By Gabe – December 6, 2005

Once again you guys have set me straight. Apparently if you unlock everything in Kong there is a different bonus ending. I’m not the sort of person who can play back through a game I’ve all ready completed so the chances of me ever seeing this ending are slim to none. I suppose it’s nice to know it’s there at the very least. I am a little curious as to how else they could possible end it. That’s like sitting through the credits after the Titanic and then seeing an ending where the boat just misses the iceberg.

Kong

By Gabe – December 5, 2005

I wasn’t sure how I felt about the new gamer card feature for the 360. I got this mail in my inbox though and I have to admit I think it’s pretty cool.

Tanooki Suit, Motherfuckers

By Tycho – December 5, 2005

I wouldn't expect a lot of this sort of thing.  But I have been asked to make an exception, and asked by someone who I am in no position to refuse.  So prefaced, behold:
Tanooki Suit, Motherfuckers
He is an arresting creature, to be sure.  As most of his movements are governed by animal reflexes and whatnot, he can't really be blamed for the lion's share of his activities.  This being said, anytime a person pees in your mouth it is difficult not to see it as an insult.

(CW)TB

As Regards Spoilification

By Tycho – December 5, 2005

It's true, I've never seen King Kong - so while his revelations were spoilers in the classic sense, it's hard not to argue with his logic.  His logic.  Gabe's.  There are things one never really expects to type.

This isn't the first time I'd observed some tiny scene in a movie and felt like I could extrapolate the film, somehow.  King Kong was a movie about a monkey making his crazy way in the big city.  I'd never heard of any Skull Island.  Hair was also this way.  I was with it.  They were dancing in the park, it was the Age of Aquariuuuuuuus, I knew about that, and then bam - on the plane to Vietnam.  I also thought I had a pretty good fix on the Sound of Music, indeed, the hills were alive with it, but they go right from singing about whiskers on kittens to a bunch of Goddamn Nazis kicking down the door.  These are pronounced shocks to a young man such as myself, frail of constitution, given to bouts of tremors and glossalalia even on a pristine summer afternoon.  The idea that even The Sound of Goddamn Music played host to a writhing core of evil was simply too much for a mind already taut with those horrors which, if named, would spring as if from the very sounds of their naming unto a sleeping world.

Where was I?  Ah yes.

So, if Weird Worlds is like a vacation but in outer space, and Sword of the Stars is like playing Space Captains after school on the Jungle Gym, then I think that I can step forward in this trajectory by saying that Galactic Civilizations 2 is probably something like going to work.

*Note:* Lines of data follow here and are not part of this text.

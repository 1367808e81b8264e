//! Pluggable collaborators for catalog (DRM) downloads.

use async_trait::async_trait;

use super::types::{CancelToken, CatalogDownloadOutcome, CatalogDownloadRequest, CatalogWorkerError, ProgressCb};

/// Performs a single DRM-protected catalog download in-process. The core
/// never implements catalog auth or DRM voucher handling itself — only
/// calls this capability, same as `SearchAdapter`/`DownloadClientAdapter`.
#[async_trait]
pub trait CatalogDownloadWorker: Send + Sync {
    async fn download(
        &self,
        request: CatalogDownloadRequest,
        progress_cb: ProgressCb,
        cancel_token: CancelToken,
    ) -> Result<CatalogDownloadOutcome, CatalogWorkerError>;
}

/// Side-effect-free ownership check consulted before a catalog_id is handed
/// to the worker pool. Grounded on the original
/// `services/audible/ownership_validator.py`'s `assess_audible_ownership`:
/// the core only needs the boolean verdict, the reasoning behind it lives in
/// whatever implementation the deployment plugs in.
#[async_trait]
pub trait CatalogOwnership: Send + Sync {
    async fn is_owned(&self, catalog_id: &str) -> bool;
}
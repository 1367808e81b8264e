//! The `SearchAdapter` contract consumed by the orchestrator.
//!
//! Wraps the existing indexer-facing [`Searcher`] trait (Jackett today,
//! Prowlarr-shaped tomorrow) behind the orchestrator's narrower contract:
//! `search(title, author, catalog_id) -> [CandidateSource]` ranked by
//! confidence. The indexer plumbing (rate limiting, dedup, per-indexer
//! errors) is unchanged; only this translation layer at the edge is new.

use async_trait::async_trait;
use serde::{Deserialize, Serialize};
use thiserror::Error;

use super::{SearchCategory, SearchQuery, Searcher, TorrentCandidate};

#[derive(Debug, Clone, Copy, PartialEq, Eq, Serialize, Deserialize)]
#[serde(rename_all = "snake_case")]
pub enum CandidateKind {
    Torrent,
    Magnet,
}

/// A ranked search result. Never persisted directly; the
/// orchestrator copies the winning candidate's fields onto the `QueueItem`.
#[derive(Debug, Clone, Serialize, Deserialize)]
pub struct CandidateSource {
    pub source_url: String,
    pub source_info_hash: Option<String>,
    pub indexer_name: String,
    pub kind: CandidateKind,
    pub size_bytes: u64,
    pub seeders: u32,
    pub confidence_score: u8,
}

#[derive(Debug, Error)]
pub enum SearchAdapterError {
    #[error(transparent)]
    Backend(#[from] super::SearchError),
}

/// Side-effect-free: never mutates queue items.
#[async_trait]
pub trait SearchAdapter: Send + Sync {
    async fn search(
        &self,
        title: &str,
        author: &str,
        catalog_id: &str,
    ) -> Result<Vec<CandidateSource>, SearchAdapterError>;
}

/// Adapts any [`Searcher`] (Jackett, or a mock) to the `SearchAdapter`
/// contract, scoring each deduplicated candidate by title/author overlap
/// weighted toward exact-phrase matches, with a seeder-count tiebreaker.
pub struct IndexerSearchAdapter<S: Searcher> {
    searcher: S,
}

impl<S: Searcher> IndexerSearchAdapter<S> {
    pub fn new(searcher: S) -> Self {
        Self { searcher }
    }

    fn confidence(title: &str, author: &str, candidate: &TorrentCandidate) -> u8 {
        let haystack = candidate.title.to_lowercase();
        let title_words: Vec<String> = title
            .to_lowercase()
            .split_whitespace()
            .map(String::from)
            .collect();
        let author_words: Vec<String> = author
            .to_lowercase()
            .split_whitespace()
            .map(String::from)
            .collect();

        if title_words.is_empty() {
            return 0;
        }

        let title_hits = title_words.iter().filter(|w| haystack.contains(w.as_str())).count();
        let author_hits = author_words.iter().filter(|w| haystack.contains(w.as_str())).count();

        let title_ratio = title_hits as f64 / title_words.len() as f64;
        let author_ratio = if author_words.is_empty() {
            1.0
        } else {
            author_hits as f64 / author_words.len() as f64
        };

        // Title match dominates; author match is a smaller corroborating signal.
        let base = title_ratio * 80.0 + author_ratio * 15.0;
        let seeder_bonus = (candidate.seeders.min(50) as f64 / 50.0) * 5.0;

        (base + seeder_bonus).clamp(0.0, 100.0).round() as u8
    }
}

#[async_trait]
impl<S: Searcher> SearchAdapter for IndexerSearchAdapter<S> {
    async fn search(
        &self,
        title: &str,
        author: &str,
        catalog_id: &str,
    ) -> Result<Vec<CandidateSource>, SearchAdapterError> {
        let query = SearchQuery {
            query: format!("{} {}", author, title).trim().to_string(),
            indexers: None,
            categories: Some(vec![SearchCategory::Audio, SearchCategory::Books]),
            limit: Some(50),
        };

        tracing::debug!(catalog_id, query = %query.query, "dispatching search");
        let result = self.searcher.search(&query).await?;

        let mut candidates: Vec<CandidateSource> = result
            .candidates
            .into_iter()
            .filter_map(|c| {
                let source = c.sources.first()?;
                let source_url = source
                    .torrent_url
                    .clone()
                    .or_else(|| source.magnet_uri.clone())?;
                let kind = if source.magnet_uri.is_some() && source.torrent_url.is_none() {
                    CandidateKind::Magnet
                } else {
                    CandidateKind::Torrent
                };
                let confidence = Self::confidence(title, author, &c);
                Some(CandidateSource {
                    source_url,
                    source_info_hash: if c.info_hash.is_empty() {
                        None
                    } else {
                        Some(c.info_hash)
                    },
                    indexer_name: source.indexer.clone(),
                    kind,
                    size_bytes: c.size_bytes,
                    seeders: c.seeders,
                    confidence_score: confidence,
                })
            })
            .collect();

        candidates.sort_by(|a, b| b.confidence_score.cmp(&a.confidence_score));
        Ok(candidates)
    }
}
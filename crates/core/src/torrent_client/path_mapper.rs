//! Translation layer between the orchestrator's filesystem view and the
//! download client's filesystem view, per the re-architecture
//! guidance: a `PathMapper` object constructed once from configuration,
//! rather than per-call string rewriting.

use serde::{Deserialize, Serialize};

#[derive(Debug, Clone, Serialize, Deserialize)]
pub struct PathMapping {
    pub remote: String,
    pub local: String,
}

#[derive(Debug, Clone, Default)]
pub struct PathMapper {
    mappings: Vec<PathMapping>,
}

impl PathMapper {
    pub fn new(mappings: Vec<PathMapping>) -> Self {
        Self { mappings }
    }

    /// Longest-`local_prefix`-match substitution; unchanged if nothing matches.
    pub fn to_remote(&self, local_path: &str) -> String {
        let best = self
            .mappings
            .iter()
            .filter(|m| local_path.starts_with(&m.local))
            .max_by_key(|m| m.local.len());

        match best {
            Some(m) => format!("{}{}", m.remote, &local_path[m.local.len()..]),
            None => local_path.to_string(),
        }
    }

    /// Symmetric to [`Self::to_remote`].
    pub fn to_local(&self, remote_path: &str) -> String {
        let best = self
            .mappings
            .iter()
            .filter(|m| remote_path.starts_with(&m.remote))
            .max_by_key(|m| m.remote.len());

        match best {
            Some(m) => format!("{}{}", m.local, &remote_path[m.remote.len()..]),
            None => remote_path.to_string(),
        }
    }
}
//! In-memory queue store for fast unit tests that don't need real sqlite IO.

use std::collections::HashMap;
use std::sync::Mutex;

use chrono::Utc;

use super::state_machine::{is_valid_transition, stamps_completed_at, stamps_started_at};
use super::store::{QueueStore, QueueStoreError, Result};
use super::types::{EnqueueRequest, QueueFilter, QueueItem, QueueItemUpdate, Status};

#[derive(Default)]
pub struct MemoryQueueStore {
    inner: Mutex<Inner>,
}

#[derive(Default)]
struct Inner {
    items: HashMap<i64, QueueItem>,
    next_id: i64,
}

impl MemoryQueueStore {
    pub fn new() -> Self {
        Self::default()
    }
}

impl QueueStore for MemoryQueueStore {
    fn enqueue(&self, request: EnqueueRequest) -> Result<QueueItem> {
        let mut inner = self.inner.lock().unwrap();

        if inner
            .items
            .values()
            .any(|i| i.catalog_id == request.catalog_id && i.status.is_active())
        {
            return Err(QueueStoreError::DuplicateActiveCatalogId(request.catalog_id));
        }

        inner.next_id += 1;
        let id = inner.next_id;
        let now = Utc::now();
        let item = QueueItem {
            id,
            catalog_id: request.catalog_id,
            status: Status::Queued,
            priority: QueueItem::clamp_priority(request.priority),
            kind: request.kind,
            title: request.title,
            author: request.author,
            pre_selected_source: request.pre_selected_source,
            source_url: None,
            source_info_hash: None,
            client_name: None,
            client_id: None,
            temp_path: None,
            voucher_path: None,
            converted_path: None,
            final_path: None,
            format: None,
            progress: None,
            eta_seconds: None,
            retry_count: 0,
            next_retry_at: None,
            last_error: None,
            queued_at: now,
            started_at: None,
            completed_at: None,
            updated_at: now,
            seeding_ratio: None,
            seeding_time_seconds: None,
        };
        inner.items.insert(id, item.clone());
        Ok(item)
    }

    fn get(&self, id: i64) -> Result<QueueItem> {
        self.inner
            .lock()
            .unwrap()
            .items
            .get(&id)
            .cloned()
            .ok_or(QueueStoreError::NotFound(id))
    }

    fn get_by_catalog_id(&self, catalog_id: &str) -> Result<Option<QueueItem>> {
        Ok(self
            .inner
            .lock()
            .unwrap()
            .items
            .values()
            .filter(|i| i.catalog_id == catalog_id)
            .max_by_key(|i| i.queued_at)
            .cloned())
    }

    fn list(&self, filter: QueueFilter) -> Result<Vec<QueueItem>> {
        let inner = self.inner.lock().unwrap();
        let mut items: Vec<QueueItem> = inner
            .items
            .values()
            .filter(|i| {
                filter
                    .statuses
                    .as_ref()
                    .map(|s| s.contains(&i.status))
                    .unwrap_or(true)
            })
            .filter(|i| filter.kind.map(|k| k == i.kind).unwrap_or(true))
            .cloned()
            .collect();

        items.sort_by(|a, b| b.priority.cmp(&a.priority).then(a.queued_at.cmp(&b.queued_at)));

        let offset = filter.offset.max(0) as usize;
        let items = items.into_iter().skip(offset);
        Ok(match filter.limit {
            Some(limit) => items.take(limit.max(0) as usize).collect(),
            None => items.collect(),
        })
    }

    fn update(&self, id: i64, update: QueueItemUpdate) -> Result<QueueItem> {
        let mut inner = self.inner.lock().unwrap();
        let current = inner.items.get(&id).cloned().ok_or(QueueStoreError::NotFound(id))?;
        let mut next = current.clone();
        let now = Utc::now();

        if let Some(new_status) = update.status {
            if !is_valid_transition(current.status, new_status) {
                return Err(QueueStoreError::InvalidTransition {
                    id,
                    from: current.status,
                    to: new_status,
                });
            }
            if stamps_started_at(current.status, new_status) {
                next.started_at = Some(now);
            }
            if stamps_completed_at(new_status) {
                next.completed_at = Some(now);
            }
            next.status = new_status;
        }

        macro_rules! apply {
            ($field:ident) => {
                if let Some(v) = update.$field {
                    next.$field = v;
                }
            };
        }
        apply!(source_url);
        apply!(source_info_hash);
        apply!(client_name);
        apply!(client_id);
        apply!(temp_path);
        apply!(voucher_path);
        apply!(converted_path);
        apply!(final_path);
        apply!(format);
        apply!(progress);
        apply!(eta_seconds);
        apply!(retry_count);
        apply!(next_retry_at);
        apply!(last_error);
        apply!(started_at);
        apply!(completed_at);
        apply!(seeding_ratio);
        apply!(seeding_time_seconds);

        next.updated_at = now;
        inner.items.insert(id, next.clone());
        Ok(next)
    }

    fn delete(&self, id: i64) -> Result<()> {
        let mut inner = self.inner.lock().unwrap();
        inner.items.remove(&id).ok_or(QueueStoreError::NotFound(id))?;
        Ok(())
    }

    fn due_for_retry(&self) -> Result<Vec<QueueItem>> {
        let now = Utc::now();
        let inner = self.inner.lock().unwrap();
        let mut items: Vec<QueueItem> = inner
            .items
            .values()
            .filter(|i| i.next_retry_at.map(|t| t <= now).unwrap_or(false))
            .cloned()
            .collect();
        items.sort_by(|a, b| b.priority.cmp(&a.priority).then(a.queued_at.cmp(&b.queued_at)));
        Ok(items)
    }

    fn statistics(&self) -> Result<Vec<(Status, i64)>> {
        let inner = self.inner.lock().unwrap();
        let mut counts: HashMap<Status, i64> = HashMap::new();
        for item in inner.items.values() {
            *counts.entry(item.status).or_insert(0) += 1;
        }
        Ok(counts.into_iter().collect())
    }
}

#[cfg(test)]
mod tests {
    use super::*;
    use crate::queue::types::ItemKind;

    fn request(catalog_id: &str) -> EnqueueRequest {
        EnqueueRequest {
            catalog_id: catalog_id.to_string(),
            priority: 5,
            kind: ItemKind::Torrent,
            title: "Title".to_string(),
            author: "Author".to_string(),
            pre_selected_source: None,
        }
    }

    #[test]
    fn enqueue_assigns_sequential_ids() {
        let store = MemoryQueueStore::new();
        let a = store.enqueue(request("a")).unwrap();
        let b = store.enqueue(request("b")).unwrap();
        assert_eq!(b.id, a.id + 1);
    }

    #[test]
    fn duplicate_active_catalog_id_rejected() {
        let store = MemoryQueueStore::new();
        store.enqueue(request("a")).unwrap();
        assert!(matches!(
            store.enqueue(request("a")),
            Err(QueueStoreError::DuplicateActiveCatalogId(_))
        ));
    }

    #[test]
    fn delete_then_get_not_found() {
        let store = MemoryQueueStore::new();
        let item = store.enqueue(request("a")).unwrap();
        store.delete(item.id).unwrap();
        assert!(matches!(store.get(item.id), Err(QueueStoreError::NotFound(_))));
    }
}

As you may recall, I loved the first GalCiv - so I was only too happy to pre-order the second one and gain access to the beta.  That is, until I remembered that I don't really like playing betas anymore.  I used to live for them, several installed simultaneously, here we go, but some internal shift ocurred at some point and now I prefer to play finished games.  Weird, I know.  Oh, and also, the beta for Anarchy Online destroyed my Windows partition, which did sting a bit.

GalCiv2 is, I think it accurate to say, en route to being the definitive star empire simulator.  They're rarely made anymore, which I suppose improves the odds.  More than that, however, is that Stardock is focused on making a full-fat, no excuses, honking angular Imperial Throne for you to recline in and manage your worlds.   I think it's understood that if you want to succeed with this sort of thing, concessions need to be made to the market gods re: mechanical complexity.  They are pretty much telling the market gods to go fuck themselves.